**Assignment:**
Exactly repeat the full listing that follows.

# # #

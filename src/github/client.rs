//! Thin HTTP adapter over the GitHub REST API.
use reqwest::header::{ACCEPT, AUTHORIZATION, USER_AGENT};
use urlencoding::encode;

use super::{GITHUB_API_HEADER, GITHUB_API_VERSION};
use crate::{
    errors::{GhLookupError, GhLookupErrorKind},
    github::models::{Event, Issue, RepoCommit, RepoSummary, User},
    identifier::{RepoId, Username},
};

/// GitHub API client.
#[derive(Debug, Clone)]
pub struct GithubClient {
    /// API base URL, without a trailing slash.
    api_url: String,

    /// Bearer token, sent when present.
    token: Option<String>,

    /// Reqwest client.
    client: reqwest::Client,
}

impl GithubClient {
    /// Create a new GithubClient.
    pub fn new(api_url: String, token: Option<String>) -> Self {
        Self {
            api_url: api_url.trim_end_matches('/').to_string(),
            token,
            client: reqwest::Client::new(),
        }
    }

    /// Build a GET request with the standard GitHub API headers.
    fn get(&self, url: String) -> reqwest::RequestBuilder {
        let request = self
            .client
            .get(url)
            .header(ACCEPT, "application/vnd.github+json")
            .header(USER_AGENT, "gh-lookup")
            .header(GITHUB_API_HEADER, GITHUB_API_VERSION);
        match &self.token {
            Some(token) => request.header(AUTHORIZATION, format!("Bearer {token}")),
            None => request,
        }
    }

    /// Send a built request and parse the JSON body.
    ///
    /// A non-2xx answer becomes an error of the given kind carrying
    /// the numeric status and the response body text.
    async fn send<T: serde::de::DeserializeOwned>(
        &self,
        request: reqwest::RequestBuilder,
        kind: GhLookupErrorKind,
    ) -> Result<T, GhLookupError> {
        let response = request.send().await?;
        let status = response.status();
        let text = response.text().await?;
        if !status.is_success() {
            return Err(GhLookupError::new(kind)
                .with_status(status.as_u16())
                .with_text(&text));
        }
        Ok(serde_json::from_str(&text)?)
    }

    /// Fetch a user profile.
    ///
    /// # Errors
    /// Error if the request fails or the user does not exist
    pub async fn get_user(&self, username: &Username) -> Result<User, GhLookupError> {
        let url = format!("{}/users/{}", self.api_url, username);
        self.send(self.get(url), GhLookupErrorKind::GetUser).await
    }

    /// Fetch one page of a user's public events.
    ///
    /// # Errors
    /// Error if the request fails
    pub async fn get_public_events(
        &self,
        username: &Username,
    ) -> Result<Vec<Event>, GhLookupError> {
        let url = format!("{}/users/{}/events/public", self.api_url, username);
        self.send(self.get(url), GhLookupErrorKind::GetEvents).await
    }

    /// Fetch up to 30 of a user's repositories, most recently updated
    /// first.
    ///
    /// # Errors
    /// Error if the request fails
    pub async fn get_repos(&self, username: &Username) -> Result<Vec<RepoSummary>, GhLookupError> {
        let url = format!("{}/users/{}/repos", self.api_url, username);
        let request = self
            .get(url)
            .query(&[("sort", "updated"), ("per_page", "30")]);
        self.send(request, GhLookupErrorKind::GetRepos).await
    }

    /// Fetch up to 10 commits of a repository authored by the user.
    ///
    /// # Errors
    /// Error if the request fails
    pub async fn get_commits(
        &self,
        owner: &str,
        repo: &str,
        author: &Username,
    ) -> Result<Vec<RepoCommit>, GhLookupError> {
        let url = format!(
            "{}/repos/{}/{}/commits",
            self.api_url,
            encode(owner),
            encode(repo)
        );
        let request = self
            .get(url)
            .query(&[("author", author.as_str()), ("per_page", "10")]);
        self.send(request, GhLookupErrorKind::GetCommits).await
    }

    /// Fetch the most recently created issue or pull request, if any.
    ///
    /// # Errors
    /// Error if the request fails or the repository does not exist
    pub async fn get_last_issue(&self, repo: &RepoId) -> Result<Option<Issue>, GhLookupError> {
        let url = format!(
            "{}/repos/{}/{}/issues",
            self.api_url,
            encode(&repo.owner),
            encode(&repo.name)
        );
        let request = self.get(url).query(&[
            ("state", "all"),
            ("sort", "created"),
            ("direction", "desc"),
            ("per_page", "1"),
        ]);
        let issues: Vec<Issue> = self.send(request, GhLookupErrorKind::GetIssues).await?;
        Ok(issues.into_iter().next())
    }
}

# # #

**Exercise response:**
filename src/github/client.rs
//! Thin HTTP adapter over the GitHub REST API.
use reqwest::header::{ACCEPT, AUTHORIZATION, USER_AGENT};
use urlencoding::encode;

use super::{GITHUB_API_HEADER, GITHUB_API_VERSION};
use crate::{
    errors::{GhLookupError, GhLookupErrorKind},
    github::models::{Event, Issue, RepoCommit, RepoSummary, User},
    identifier::{RepoId, Username},
};

/// GitHub API client.
#[derive(Debug, Clone)]
pub struct GithubClient {
    /// API base URL, without a trailing slash.
    api_url: String,

    /// Bearer token, sent when present.
    token: Option<String>,

    /// Reqwest client.
    client: reqwest::Client,
}

impl GithubClient {
    /// Create a new GithubClient.
    pub fn new(api_url: String, token: Option<String>) -> Self {
        Self {
            api_url: api_url.trim_end_matches('/').to_string(),
            token,
            client: reqwest::Client::new(),
        }
    }

    /// Build a GET request with the standard GitHub API headers.
    fn get(&self, url: String) -> reqwest::RequestBuilder {
        let request = self
            .client
            .get(url)
            .header(ACCEPT, "application/vnd.github+json")
            .header(USER_AGENT, "gh-lookup")
            .header(GITHUB_API_HEADER, GITHUB_API_VERSION);
        match &self.token {
            Some(token) => request.header(AUTHORIZATION, format!("Bearer {token}")),
            None => request,
        }
    }

    /// Send a built request and parse the JSON body.
    ///
    /// A non-2xx answer becomes an error of the given kind carrying
    /// the numeric status and the response body text.
    async fn send<T: serde::de::DeserializeOwned>(
        &self,
        request: reqwest::RequestBuilder,
        kind: GhLookupErrorKind,
    ) -> Result<T, GhLookupError> {
        let response = request.send().await?;
        let status = response.status();
        let text = response.text().await?;
        if !status.is_success() {
            return Err(GhLookupError::new(kind)
                .with_status(status.as_u16())
                .with_text(&text));
        }
        Ok(serde_json::from_str(&text)?)
    }

    /// Fetch a user profile.
    ///
    /// # Errors
    /// Error if the request fails or the user does not exist
    pub async fn get_user(&self, username: &Username) -> Result<User, GhLookupError> {
        let url = format!("{}/users/{}", self.api_url, username);
        self.send(self.get(url), GhLookupErrorKind::GetUser).await
    }

    /// Fetch one page of a user's public events.
    ///
    /// # Errors
    /// Error if the request fails
    pub async fn get_public_events(
        &self,
        username: &Username,
    ) -> Result<Vec<Event>, GhLookupError> {
        let url = format!("{}/users/{}/events/public", self.api_url, username);
        self.send(self.get(url), GhLookupErrorKind::GetEvents).await
    }

    /// Fetch up to 30 of a user's repositories, most recently updated
    /// first.
    ///
    /// # Errors
    /// Error if the request fails
    pub async fn get_repos(&self, username: &Username) -> Result<Vec<RepoSummary>, GhLookupError> {
        let url = format!("{}/users/{}/repos", self.api_url, username);
        let request = self
            .get(url)
            .query(&[("sort", "updated"), ("per_page", "30")]);
        self.send(request, GhLookupErrorKind::GetRepos).await
    }

    /// Fetch up to 10 commits of a repository authored by the user.
    ///
    /// # Errors
    /// Error if the request fails
    pub async fn get_commits(
        &self,
        owner: &str,
        repo: &str,
        author: &Username,
    ) -> Result<Vec<RepoCommit>, GhLookupError> {
        let url = format!(
            "{}/repos/{}/{}/commits",
            self.api_url,
            encode(owner),
            encode(repo)
        );
        let request = self
            .get(url)
            .query(&[("author", author.as_str()), ("per_page", "10")]);
        self.send(request, GhLookupErrorKind::GetCommits).await
    }

    /// Fetch the most recently created issue or pull request, if any.
    ///
    /// # Errors
    /// Error if the request fails or the repository does not exist
    pub async fn get_last_issue(&self, repo: &RepoId) -> Result<Option<Issue>, GhLookupError> {
        let url = format!(
            "{}/repos/{}/{}/issues",
            self.api_url,
            encode(&repo.owner),
            encode(&repo.name)
        );
        let request = self.get(url).query(&[
            ("state", "all"),
            ("sort", "created"),
            ("direction", "desc"),
            ("per_page", "1"),
        ]);
        let issues: Vec<Issue> = self.send(request, GhLookupErrorKind::GetIssues).await?;
        Ok(issues.into_iter().next())
    }
}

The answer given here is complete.